Auteur Theory and Authorship



AUTHORSHIP AND POSTWARFRENCH CRITICISM

In terms of international recognition—industrially and critically as well as in terms of audiences—European cinema was seen rather differently than US cinema. If US cinema was produced in factorylike conditions for mass consumption and entertainment, European cinema was seen much more in relation to, and as the equal of, the other arts. But it is also the case that European critics (and probably audiences as well, though this is less clear) considered the cinema in general—including US cinema—much more as an art form on a par with the other arts than US—and British—critics and audiences (and this was also true of other aspects of popular culture). In the postwar period, especially in France, the cultivation of cinema as an art form was sustained in part by a network of art cinemas and cine clubs (and in Paris by the Cinémathèque Française), though directors like Howard Hawks (1896–1977), King Vidor (1894–1982), and Frank Borzage (1893–1962) had been identified as distinctive as far back as the 1920s.

HOWARD HAWKS
b. Goshen, Indiana, 30 May 1896, d. 26 December 1977

As well as racing cars and planes, the young Howard Hawks also worked vacations in the property department of Hollywood's Famous Players–Lasky studios. After serving as an army pilot in World War I and working in the aircraft industry, Hawks returned to Hollywood in the early 1920s as a cutter, assistant director, story editor, and casting director before writing screenplays and selling the story The Road to Glory (1926) to Fox on condition that he also direct. Thereafter, Hawks worked for over forty years in Hollywood as director, producer, and writer, one of the few filmmakers whose careers spanned the silent period, the heyday of the studio system, and the post-studio period, making over forty major features.

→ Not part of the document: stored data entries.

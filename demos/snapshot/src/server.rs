use crate::Snapshot;

/// Bounce `t` back and forth between `0` and `length`.
///
/// Returns `0` if `length` is not positive.
pub fn ping_pong(t: f64, length: f64) -> f64 {
    if length <= 0.0 {
        return 0.0;
    }
    let cycle = t.rem_euclid(2.0 * length);
    length - (cycle - length).abs()
}

/// Object moving along the x axis that emits snapshots at a fixed interval.
pub struct Server {
    start: [f32; 3],
    distance: f32,
    speed: f32,
    send_interval: f64,

    last_send: Option<f64>,
    sequence: u64,
}

impl Server {
    pub fn new(start: [f32; 3], distance: f32, speed: f32, send_interval: f64) -> Self {
        Self {
            start,
            distance,
            speed,
            send_interval,
            last_send: None,
            sequence: 0,
        }
    }

    /// Position at server time `now`.
    pub fn position(&self, now: f64) -> [f32; 3] {
        let offset = ping_pong(now * self.speed as f64, self.distance as f64) as f32;
        [self.start[0] + offset, self.start[1], self.start[2]]
    }

    /// Returns a snapshot if one is due at `now`.
    ///
    /// The first snapshot is sent immediately, later ones once `send_interval` has elapsed
    /// since the previous one.
    pub fn poll(&mut self, now: f64) -> Option<Snapshot> {
        if let Some(last) = self.last_send {
            if now < last + self.send_interval {
                return None;
            }
        }
        self.last_send = Some(now);
        let snapshot = Snapshot {
            remote_time: now,
            sequence: self.sequence,
            position: self.position(now),
        };
        self.sequence += 1;
        Some(snapshot)
    }

    /// Number of snapshots emitted so far.
    pub fn sent(&self) -> u64 {
        self.sequence
    }
}
//! Stream position snapshots through a lossy, jittery, reordering link.
//!
//! A server object moves back and forth along the x axis and broadcasts a [Snapshot] of its
//! position every `send_interval` seconds. Snapshots pass through a [snapnet_impair::Simulator]
//! before reaching a [Client], which records what arrived, what went missing, and what
//! arrived out of order. Everything runs on a simulated clock advanced one frame at a time,
//! so a run with the same [Config] (including `seed`) always produces the same [Summary].
//!
//! # Usage
//!
//! ```bash
//! cargo run --release --bin snapnet-snapshot -- --latency 0.1 --jitter 0.05 --loss 0.1 --scramble 0.1
//! ```
//!
//! Settings may also be read from a YAML file (flags override file values):
//!
//! ```yaml
//! impairment:
//!   latency: 0.1
//!   jitter: 0.05
//!   loss: 0.1
//!   scramble: 0.1
//! send_interval: 0.05
//! duration: 30
//! seed: 7
//! ```
//!
//! ```bash
//! cargo run --release --bin snapnet-snapshot -- --config snapshot.yaml
//! ```

use serde::{Deserialize, Serialize};
use std::{fs::File, path::Path};
use thiserror::Error;

mod client;
pub use client::{Client, Summary};
mod driver;
pub use driver::Driver;
mod server;
pub use server::{ping_pong, Server};

/// Upper bound on `latency + jitter` (one day of simulated time).
pub const MAX_LINK_DELAY: f64 = 86_400.0;

/// Errors that can occur when configuring a run.
#[derive(Debug, Error)]
pub enum Error {
    #[error("invalid impairment: {0}")]
    Impairment(#[from] snapnet_impair::Error),
    #[error("invalid link delay (latency + jitter must be <= 86400s): {0}")]
    InvalidLinkDelay(f64),
    #[error("invalid send interval (must be finite and > 0): {0}")]
    InvalidSendInterval(f64),
    #[error("invalid frame (must be finite and > 0): {0}")]
    InvalidFrame(f64),
    #[error("invalid duration (must be finite and > 0): {0}")]
    InvalidDuration(f64),
    #[error("io error: {0}")]
    Io(#[from] std::io::Error),
    #[error("yaml error: {0}")]
    Yaml(#[from] serde_yaml::Error),
}

/// State of the server object at a point in (server) time.
#[derive(Clone, Copy, Debug, PartialEq)]
pub struct Snapshot {
    /// Server time at which the snapshot was taken.
    pub remote_time: f64,
    /// Incremented for every snapshot sent (including those later lost).
    pub sequence: u64,
    pub position: [f32; 3],
}

/// Configuration for a run.
#[derive(Clone, Debug, PartialEq, Deserialize, Serialize)]
#[serde(default)]
pub struct Config {
    /// Impairments applied between server and client.
    pub impairment: snapnet_impair::Config,

    /// Seconds between snapshots.
    pub send_interval: f64,

    /// Seconds between frames (each frame moves the server and ticks the link).
    pub frame: f64,

    /// Seconds of simulated time during which snapshots are sent.
    pub duration: f64,

    /// Distance travelled by the server before turning around.
    pub distance: f32,

    /// Units per second travelled by the server.
    pub speed: f32,

    /// Seed for the link's random number generator.
    pub seed: u64,
}

impl Default for Config {
    fn default() -> Self {
        Self {
            impairment: snapnet_impair::Config::default(),
            send_interval: 0.05,
            frame: 1.0 / 60.0,
            duration: 10.0,
            distance: 10.0,
            speed: 3.0,
            seed: 0,
        }
    }
}

impl Config {
    /// Read a configuration from a YAML file.
    pub fn load(path: impl AsRef<Path>) -> Result<Self, Error> {
        let file = File::open(path)?;
        Ok(serde_yaml::from_reader(file)?)
    }

    /// Ensure all settings are within range.
    pub fn validate(&self) -> Result<(), Error> {
        self.impairment.validate()?;
        let delay = self.impairment.latency + self.impairment.jitter;
        if delay > MAX_LINK_DELAY {
            return Err(Error::InvalidLinkDelay(delay));
        }
        if !positive(self.send_interval) {
            return Err(Error::InvalidSendInterval(self.send_interval));
        }
        if !positive(self.frame) {
            return Err(Error::InvalidFrame(self.frame));
        }
        if !positive(self.duration) {
            return Err(Error::InvalidDuration(self.duration));
        }
        Ok(())
    }
}

fn positive(value: f64) -> bool {
    value.is_finite() && value > 0.0
}
use crate::Snapshot;
use std::fmt;

/// Receives snapshots from the link and keeps statistics about them.
#[derive(Default)]
pub struct Client {
    received: u64,
    out_of_order: u64,
    highest: Option<u64>,
    latest: Option<Snapshot>,

    latency_sum: f64,
    latency_max: f64,
}

impl Client {
    pub fn new() -> Self {
        Self::default()
    }

    /// Record a snapshot arriving at local time `now`.
    pub fn receive(&mut self, snapshot: Snapshot, now: f64) {
        self.received += 1;

        let latency = now - snapshot.remote_time;
        self.latency_sum += latency;
        self.latency_max = self.latency_max.max(latency);

        match self.highest {
            Some(highest) if snapshot.sequence < highest => {
                self.out_of_order += 1;
            }
            _ => {
                self.highest = Some(snapshot.sequence);
                self.latest = Some(snapshot);
            }
        }
    }

    /// Newest snapshot received (by sequence).
    pub fn latest(&self) -> Option<&Snapshot> {
        self.latest.as_ref()
    }

    pub fn received(&self) -> u64 {
        self.received
    }

    /// Summarize the run given the number of snapshots the server sent.
    pub fn summary(&self, produced: u64) -> Summary {
        let mean_latency = if self.received == 0 {
            0.0
        } else {
            self.latency_sum / self.received as f64
        };
        Summary {
            produced,
            received: self.received,
            lost: produced.saturating_sub(self.received),
            out_of_order: self.out_of_order,
            mean_latency,
            max_latency: self.latency_max,
        }
    }
}

/// Outcome of a run.
#[derive(Clone, Debug, PartialEq)]
pub struct Summary {
    pub produced: u64,
    pub received: u64,
    pub lost: u64,
    /// Snapshots that arrived after one with a higher sequence.
    pub out_of_order: u64,
    /// Seconds between sending and receiving, averaged over received snapshots.
    pub mean_latency: f64,
    pub max_latency: f64,
}

impl fmt::Display for Summary {
    fn fmt(&self, f: &mut fmt::Formatter<'_>) -> fmt::Result {
        let percent = |count: u64| {
            if self.produced == 0 {
                0.0
            } else {
                count as f64 * 100.0 / self.produced as f64
            }
        };
        writeln!(f, "produced:     {}", self.produced)?;
        writeln!(f, "received:     {}", self.received)?;
        writeln!(f, "lost:         {} ({:.1}%)", self.lost, percent(self.lost))?;
        writeln!(
            f,
            "out of order: {} ({:.1}%)",
            self.out_of_order,
            percent(self.out_of_order)
        )?;
        writeln!(f, "mean latency: {:.1}ms", self.mean_latency * 1000.0)?;
        write!(f, "max latency:  {:.1}ms", self.max_latency * 1000.0)
    }
}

Hawks accommodated the demands and constraints—as well as exploiting the possibilities—of the studio system, covering a wide range of genres as well as making classic examples in several of them: Ceiling Zero (1936) and Only Angels Have Wings (1939) in the action-adventure genre; Red River (1948) and Rio Bravo (1959) in the western; Scarface (1932) in the gangster film; The Big Sleep (1946) in the noir thriller; and Bringing Up Baby (1938), His Girl Friday (1940), and Monkey Business (1952) in the screwball comedy genre. In addition, Hawks's economical style—often referred to as "invisible"—makes his work a major example of classical cinema.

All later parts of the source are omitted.